**TASK TO COMPLETE:**
Give the records again in full, exactly as they are.

**STORED DATA:**
_ _ _ _ _

//! Collection timestamp reconstruction.
//!
//! Reports print a civil date and (usually) a wall-clock time with no zone.
//! Both are always authored in the clinic's zone, so they are interpreted in
//! that zone via the IANA rules and emitted as a UTC instant. The host's local
//! zone never enters into it.

use std::sync::LazyLock;

use chrono::{DateTime, Datelike, NaiveDate, NaiveTime, Timelike, Utc};
use jiff::tz::TimeZone;
use regex::Regex;

use crate::config::{ConfigError, PipelineConfig};

static NUMERIC_DATE: LazyLock<Regex> =
    LazyLock::new(|| Regex::new(r"^(\d{1,2})[/\-.](\d{1,2})[/\-.](\d{4}|\d{2})$").unwrap());

static ISO_DATE: LazyLock<Regex> =
    LazyLock::new(|| Regex::new(r"^(\d{4})-(\d{1,2})-(\d{1,2})$").unwrap());

static CLOCK_TIME: LazyLock<Regex> = LazyLock::new(|| {
    Regex::new(r"(?i)^(\d{1,2}):(\d{2})(?::(\d{2}))?\s*(?:([ap])\.?\s*m\.?)?$").unwrap()
});

static MILITARY_TIME: LazyLock<Regex> =
    LazyLock::new(|| Regex::new(r"(?i)^(\d{2})(\d{2})\s*(?:hrs?|h)?$").unwrap());

/// Zone labels some reports append to the time; ignored, the zone is fixed.
static ZONE_SUFFIX: LazyLock<Regex> =
    LazyLock::new(|| Regex::new(r"(?i)\s*\b(?:E[SD]T|ET|EASTERN)\s*$").unwrap());

/// A trailing time-of-day inside a combined "date time" string.
static TRAILING_TIME: LazyLock<Regex> = LazyLock::new(|| {
    Regex::new(
        r"(?i)\d{1,2}:\d{2}(?::\d{2})?(?:\s*[ap]\.?\s*m\.?)?(?:\s*\b(?:E[SD]T|ET))?\s*$",
    )
    .unwrap()
});

const MIN_YEAR: i32 = 1990;
const MAX_YEAR: i32 = 2100;

/// Resolves fragmentary report date/time text to an absolute instant.
#[derive(Debug, Clone)]
pub struct CollectionTimeResolver {
    tz: TimeZone,
}

impl CollectionTimeResolver {
    /// Build a resolver for an IANA zone name.
    pub fn new(zone_name: &str) -> Result<Self, ConfigError> {
        let tz = TimeZone::get(zone_name)
            .map_err(|_| ConfigError::UnknownTimeZone(zone_name.to_string()))?;
        Ok(Self { tz })
    }

    pub fn from_config(config: &PipelineConfig) -> Result<Self, ConfigError> {
        Self::new(&config.clinic_timezone)
    }

    pub fn zone_name(&self) -> Option<&str> {
        self.tz.iana_name()
    }

    /// Resolve a civil date and optional time to UTC.
    ///
    /// A missing time means local midnight. Anything malformed, including a
    /// time that is present but unparseable, yields `None`.
    pub fn resolve(&self, date_text: &str, time_text: Option<&str>) -> Option<DateTime<Utc>> {
        let date = parse_civil_date(date_text)?;
        let time = match time_text.map(str::trim).filter(|t| !t.is_empty()) {
            Some(t) => parse_civil_time(t)?,
            None => NaiveTime::MIN,
        };
        self.to_instant(date, time)
    }

    /// Resolve a single "date time" string such as `03/15/2024 2:30 PM`.
    pub fn resolve_combined(&self, text: &str) -> Option<DateTime<Utc>> {
        let text = text.trim();
        if let Some(instant) = self.resolve(text, None) {
            return Some(instant);
        }
        let time_match = TRAILING_TIME.find(text)?;
        let date_part = text[..time_match.start()]
            .trim()
            .trim_end_matches(['@', ','])
            .trim_end();
        let date_part = date_part
            .strip_suffix(" at")
            .or_else(|| date_part.strip_suffix('T'))
            .unwrap_or(date_part);
        self.resolve(date_part, Some(time_match.as_str()))
    }

    fn to_instant(&self, date: NaiveDate, time: NaiveTime) -> Option<DateTime<Utc>> {
        let civil = jiff::civil::DateTime::new(
            i16::try_from(date.year()).ok()?,
            date.month() as i8,
            date.day() as i8,
            time.hour() as i8,
            time.minute() as i8,
            time.second() as i8,
            0,
        )
        .ok()?;
        // Gaps resolve forward, folds take the earlier offset.
        let zoned = civil.to_zoned(self.tz.clone()).ok()?;
        let ts = zoned.timestamp();
        DateTime::from_timestamp(ts.as_second(), ts.subsec_nanosecond() as u32)
    }
}

/// Parse a report date. Supports `MM/DD/YYYY`, `M/D/YY`, `MM-DD-YYYY`,
/// `YYYY-MM-DD`, `March 15, 2024`, `Mar 15 2024` and `15-Mar-2024`.
pub fn parse_civil_date(text: &str) -> Option<NaiveDate> {
    let trimmed = text.trim().trim_end_matches([',', '.']);
    if trimmed.is_empty() {
        return None;
    }

    let date = if let Some(caps) = ISO_DATE.captures(trimmed) {
        NaiveDate::from_ymd_opt(caps[1].parse().ok()?, caps[2].parse().ok()?, caps[3].parse().ok()?)
    } else if let Some(caps) = NUMERIC_DATE.captures(trimmed) {
        let year: i32 = caps[3].parse().ok()?;
        // Two-digit years on drug screens are always this century.
        let year = if caps[3].len() == 2 { 2000 + year } else { year };
        NaiveDate::from_ymd_opt(year, caps[1].parse().ok()?, caps[2].parse().ok()?)
    } else {
        parse_textual_date(trimmed)
    }?;

    (MIN_YEAR..=MAX_YEAR).contains(&date.year()).then_some(date)
}

fn parse_textual_date(text: &str) -> Option<NaiveDate> {
    let normalized = text.replace('.', "").split_whitespace().collect::<Vec<_>>().join(" ");
    for format in ["%B %d, %Y", "%B %d %Y", "%d-%b-%Y", "%d %B %Y"] {
        if let Ok(d) = NaiveDate::parse_from_str(&normalized, format) {
            return Some(d);
        }
    }
    None
}

/// Parse a wall-clock time: `14:30`, `2:30 PM`, `2:30:15 p.m.`, `1430`.
/// A trailing Eastern zone label is tolerated and ignored.
pub fn parse_civil_time(text: &str) -> Option<NaiveTime> {
    let trimmed = ZONE_SUFFIX.replace(text.trim(), "");
    let trimmed = trimmed.trim();

    if let Some(caps) = CLOCK_TIME.captures(trimmed) {
        let hour: u32 = caps[1].parse().ok()?;
        let minute: u32 = caps[2].parse().ok()?;
        let second: u32 = match caps.get(3) {
            Some(s) => s.as_str().parse().ok()?,
            None => 0,
        };
        let hour = match caps.get(4).map(|m| m.as_str().to_ascii_lowercase()) {
            Some(meridiem) => to_24_hour(hour, meridiem == "p")?,
            None => hour,
        };
        return NaiveTime::from_hms_opt(hour, minute, second);
    }

    if let Some(caps) = MILITARY_TIME.captures(trimmed) {
        return NaiveTime::from_hms_opt(caps[1].parse().ok()?, caps[2].parse().ok()?, 0);
    }

    None
}

fn to_24_hour(hour: u32, pm: bool) -> Option<u32> {
    match (hour, pm) {
        (1..=11, false) => Some(hour),
        (12, false) => Some(0),
        (1..=11, true) => Some(hour + 12),
        (12, true) => Some(12),
        _ => None,
    }
}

_ _ _ _ _

**YOUR RESPONSE:**
//! Collection timestamp reconstruction.
//!
//! Reports print a civil date and (usually) a wall-clock time with no zone.
//! Both are always authored in the clinic's zone, so they are interpreted in
//! that zone via the IANA rules and emitted as a UTC instant. The host's local
//! zone never enters into it.

use std::sync::LazyLock;

use chrono::{DateTime, Datelike, NaiveDate, NaiveTime, Timelike, Utc};
use jiff::tz::TimeZone;
use regex::Regex;

use crate::config::{ConfigError, PipelineConfig};

static NUMERIC_DATE: LazyLock<Regex> =
    LazyLock::new(|| Regex::new(r"^(\d{1,2})[/\-.](\d{1,2})[/\-.](\d{4}|\d{2})$").unwrap());

static ISO_DATE: LazyLock<Regex> =
    LazyLock::new(|| Regex::new(r"^(\d{4})-(\d{1,2})-(\d{1,2})$").unwrap());

static CLOCK_TIME: LazyLock<Regex> = LazyLock::new(|| {
    Regex::new(r"(?i)^(\d{1,2}):(\d{2})(?::(\d{2}))?\s*(?:([ap])\.?\s*m\.?)?$").unwrap()
});

static MILITARY_TIME: LazyLock<Regex> =
    LazyLock::new(|| Regex::new(r"(?i)^(\d{2})(\d{2})\s*(?:hrs?|h)?$").unwrap());

/// Zone labels some reports append to the time; ignored, the zone is fixed.
static ZONE_SUFFIX: LazyLock<Regex> =
    LazyLock::new(|| Regex::new(r"(?i)\s*\b(?:E[SD]T|ET|EASTERN)\s*$").unwrap());

/// A trailing time-of-day inside a combined "date time" string.
static TRAILING_TIME: LazyLock<Regex> = LazyLock::new(|| {
    Regex::new(
        r"(?i)\d{1,2}:\d{2}(?::\d{2})?(?:\s*[ap]\.?\s*m\.?)?(?:\s*\b(?:E[SD]T|ET))?\s*$",
    )
    .unwrap()
});

const MIN_YEAR: i32 = 1990;
const MAX_YEAR: i32 = 2100;

/// Resolves fragmentary report date/time text to an absolute instant.
#[derive(Debug, Clone)]
pub struct CollectionTimeResolver {
    tz: TimeZone,
}

impl CollectionTimeResolver {
    /// Build a resolver for an IANA zone name.
    pub fn new(zone_name: &str) -> Result<Self, ConfigError> {
        let tz = TimeZone::get(zone_name)
            .map_err(|_| ConfigError::UnknownTimeZone(zone_name.to_string()))?;
        Ok(Self { tz })
    }

    pub fn from_config(config: &PipelineConfig) -> Result<Self, ConfigError> {
        Self::new(&config.clinic_timezone)
    }

    pub fn zone_name(&self) -> Option<&str> {
        self.tz.iana_name()
    }

    /// Resolve a civil date and optional time to UTC.
    ///
    /// A missing time means local midnight. Anything malformed, including a
    /// time that is present but unparseable, yields `None`.
    pub fn resolve(&self, date_text: &str, time_text: Option<&str>) -> Option<DateTime<Utc>> {
        let date = parse_civil_date(date_text)?;
        let time = match time_text.map(str::trim).filter(|t| !t.is_empty()) {
            Some(t) => parse_civil_time(t)?,
            None => NaiveTime::MIN,
        };
        self.to_instant(date, time)
    }

    /// Resolve a single "date time" string such as `03/15/2024 2:30 PM`.
    pub fn resolve_combined(&self, text: &str) -> Option<DateTime<Utc>> {
        let text = text.trim();
        if let Some(instant) = self.resolve(text, None) {
            return Some(instant);
        }
        let time_match = TRAILING_TIME.find(text)?;
        let date_part = text[..time_match.start()]
            .trim()
            .trim_end_matches(['@', ','])
            .trim_end();
        let date_part = date_part
            .strip_suffix(" at")
            .or_else(|| date_part.strip_suffix('T'))
            .unwrap_or(date_part);
        self.resolve(date_part, Some(time_match.as_str()))
    }

    fn to_instant(&self, date: NaiveDate, time: NaiveTime) -> Option<DateTime<Utc>> {
        let civil = jiff::civil::DateTime::new(
            i16::try_from(date.year()).ok()?,
            date.month() as i8,
            date.day() as i8,
            time.hour() as i8,
            time.minute() as i8,
            time.second() as i8,
            0,
        )
        .ok()?;
        // Gaps resolve forward, folds take the earlier offset.
        let zoned = civil.to_zoned(self.tz.clone()).ok()?;
        let ts = zoned.timestamp();
        DateTime::from_timestamp(ts.as_second(), ts.subsec_nanosecond() as u32)
    }
}

/// Parse a report date. Supports `MM/DD/YYYY`, `M/D/YY`, `MM-DD-YYYY`,
/// `YYYY-MM-DD`, `March 15, 2024`, `Mar 15 2024` and `15-Mar-2024`.
pub fn parse_civil_date(text: &str) -> Option<NaiveDate> {
    let trimmed = text.trim().trim_end_matches([',', '.']);
    if trimmed.is_empty() {
        return None;
    }

    let date = if let Some(caps) = ISO_DATE.captures(trimmed) {
        NaiveDate::from_ymd_opt(caps[1].parse().ok()?, caps[2].parse().ok()?, caps[3].parse().ok()?)
    } else if let Some(caps) = NUMERIC_DATE.captures(trimmed) {
        let year: i32 = caps[3].parse().ok()?;
        // Two-digit years on drug screens are always this century.
        let year = if caps[3].len() == 2 { 2000 + year } else { year };
        NaiveDate::from_ymd_opt(year, caps[1].parse().ok()?, caps[2].parse().ok()?)
    } else {
        parse_textual_date(trimmed)
    }?;

    (MIN_YEAR..=MAX_YEAR).contains(&date.year()).then_some(date)
}

fn parse_textual_date(text: &str) -> Option<NaiveDate> {
    let normalized = text.replace('.', "").split_whitespace().collect::<Vec<_>>().join(" ");
    for format in ["%B %d, %Y", "%B %d %Y", "%d-%b-%Y", "%d %B %Y"] {
        if let Ok(d) = NaiveDate::parse_from_str(&normalized, format) {
            return Some(d);
        }
    }
    None
}

/// Parse a wall-clock time: `14:30`, `2:30 PM`, `2:30:15 p.m.`, `1430`.
/// A trailing Eastern zone label is tolerated and ignored.
pub fn parse_civil_time(text: &str) -> Option<NaiveTime> {
    let trimmed = ZONE_SUFFIX.replace(text.trim(), "");
    let trimmed = trimmed.trim();

    if let Some(caps) = CLOCK_TIME.captures(trimmed) {
        let hour: u32 = caps[1].parse().ok()?;
        let minute: u32 = caps[2].parse().ok()?;
        let second: u32 = match caps.get(3) {
            Some(s) => s.as_str().parse().ok()?,
            None => 0,
        };
        let hour = match caps.get(4).map(|m| m.as_str().to_ascii_lowercase()) {
            Some(meridiem) => to_24_hour(hour, meridiem == "p")?,
            None => hour,
        };
        return NaiveTime::from_hms_opt(hour, minute, second);
    }

    if let Some(caps) = MILITARY_TIME.captures(trimmed) {
        return NaiveTime::from_hms_opt(caps[1].parse().ok()?, caps[2].parse().ok()?, 0);
    }

    None
}

fn to_24_hour(hour: u32, pm: bool) -> Option<u32> {
    match (hour, pm) {
        (1..=11, false) => Some(hour),
        (12, false) => Some(0),
        (1..=11, true) => Some(hour + 12),
        (12, true) => Some(12),
        _ => None,
    }
}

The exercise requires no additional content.